Nie ograniczajmy swego partnera tylko do przedmiotu swych pragnień i narzędzia do zaspokojenia swych zachcianek. Kochać znaczy stawiać kogoś dobro ponad siebie. Miłość rośnie gdy umiera egoizm. Przykładem może być miłość matki do dziecka. Oddałaby życie dla niego.

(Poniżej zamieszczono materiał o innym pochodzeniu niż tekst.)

//! Error Types

use thiserror::Error;

/// Result type alias for agent operations
pub type Result<T> = std::result::Result<T, AgentError>;

/// Agent error types
#[derive(Error, Debug)]
pub enum AgentError {
    /// LLM provider error
    #[error("Provider error: {0}")]
    Provider(String),

    /// Provider unavailable or not responding
    #[error("Provider unavailable: {0}")]
    ProviderUnavailable(String),

    /// Tool not found in registry
    #[error("Tool not found: {0}")]
    ToolNotFound(String),

    /// Tool validation failed
    #[error("Tool validation error: {0}")]
    ToolValidation(String),

    /// Tool execution failed
    #[error("Tool execution error: {0}")]
    ToolExecution(String),

    /// Maximum iterations reached in reasoning loop
    #[error("Maximum iterations ({0}) reached")]
    MaxIterations(usize),

    /// Malformed provider payload
    #[error("Parse error: {0}")]
    Parse(String),

    /// Configuration error (missing credentials, bad bind address)
    #[error("Configuration error: {0}")]
    Config(String),

    /// Rate limited
    #[error("Rate limited: {0}")]
    RateLimited(String),

    /// Authentication failed
    #[error("Authentication failed: {0}")]
    Auth(String),

    /// JSON serialization error
    #[error("JSON error: {0}")]
    Json(#[from] serde_json::Error),

    /// Other/unknown error
    #[error("{0}")]
    Other(String),
}

impl AgentError {
    /// Check if error is retryable
    ///
    /// Nothing in the gateway retries; this is informational for callers.
    pub const fn is_retryable(&self) -> bool {
        matches!(
            self,
            Self::ProviderUnavailable(_) | Self::RateLimited(_)
        )
    }

    /// Convert to a user-friendly message
    pub fn user_message(&self) -> String {
        match self {
            Self::Provider(msg) => format!("The AI service encountered an error: {msg}"),
            Self::ProviderUnavailable(_) => "The AI service is currently unavailable. Please try again.".into(),
            Self::ToolNotFound(name) => format!("The tool '{name}' is not available."),
            Self::ToolValidation(msg) => format!("Invalid tool input: {msg}"),
            Self::ToolExecution(msg) => format!("Tool error: {msg}"),
            Self::MaxIterations(_) => "The request took too long to process. Please try a simpler query.".into(),
            Self::RateLimited(_) => "You've made too many requests. Please wait a moment.".into(),
            Self::Auth(_) => "Authentication with the AI service failed. Please check the API keys.".into(),
            Self::Config(msg) => format!("The server is misconfigured: {msg}"),
            _ => "An unexpected error occurred.".into(),
        }
    }
}

#[cfg(test)]
mod tests {
    use super::*;

    #[test]
    fn test_retryable() {
        assert!(AgentError::RateLimited("slow down".into()).is_retryable());
        assert!(AgentError::ProviderUnavailable("down".into()).is_retryable());
        assert!(!AgentError::Auth("bad key".into()).is_retryable());
    }

    #[test]
    fn test_user_message_hides_auth_detail() {
        let msg = AgentError::Auth("key gsk_123 rejected".into()).user_message();
        assert!(!msg.contains("gsk_123"));
    }
}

Jeśli kochamy Siebie, Swą ukochaną, dzieci, rodzinę, to normalne, iż chcielibyśmy zapewnić im szczęście, Jednak szczęścia kupić się nie da. Tak jak z resztą prawdziwej miłości, przyjaźni, prawdy czy innych wartości. Dlatego niezaspokojeni Ci wszyscy bogaci, którzy żyją w niepewności ułudy : " Czy ma żona jest ze mną bo mnie kocha , czy też tylko dla moich pieniędzy. Czy moi przyjaciele nie opóściliby mnie gdybym nagle znalazł się bezdomny na ulicy ? ". By zagłuszyć te watpliwości chcą mieć więcej i więcej, by zaspokoić nałóg swych pragnień. Jednak chciwości , najgroźniejszego z narkotyków zaspokoić się nie da. Wbrew pragnieniom nie wypełni ona pustki jaką odczuwają po braku szczęścia i miłości.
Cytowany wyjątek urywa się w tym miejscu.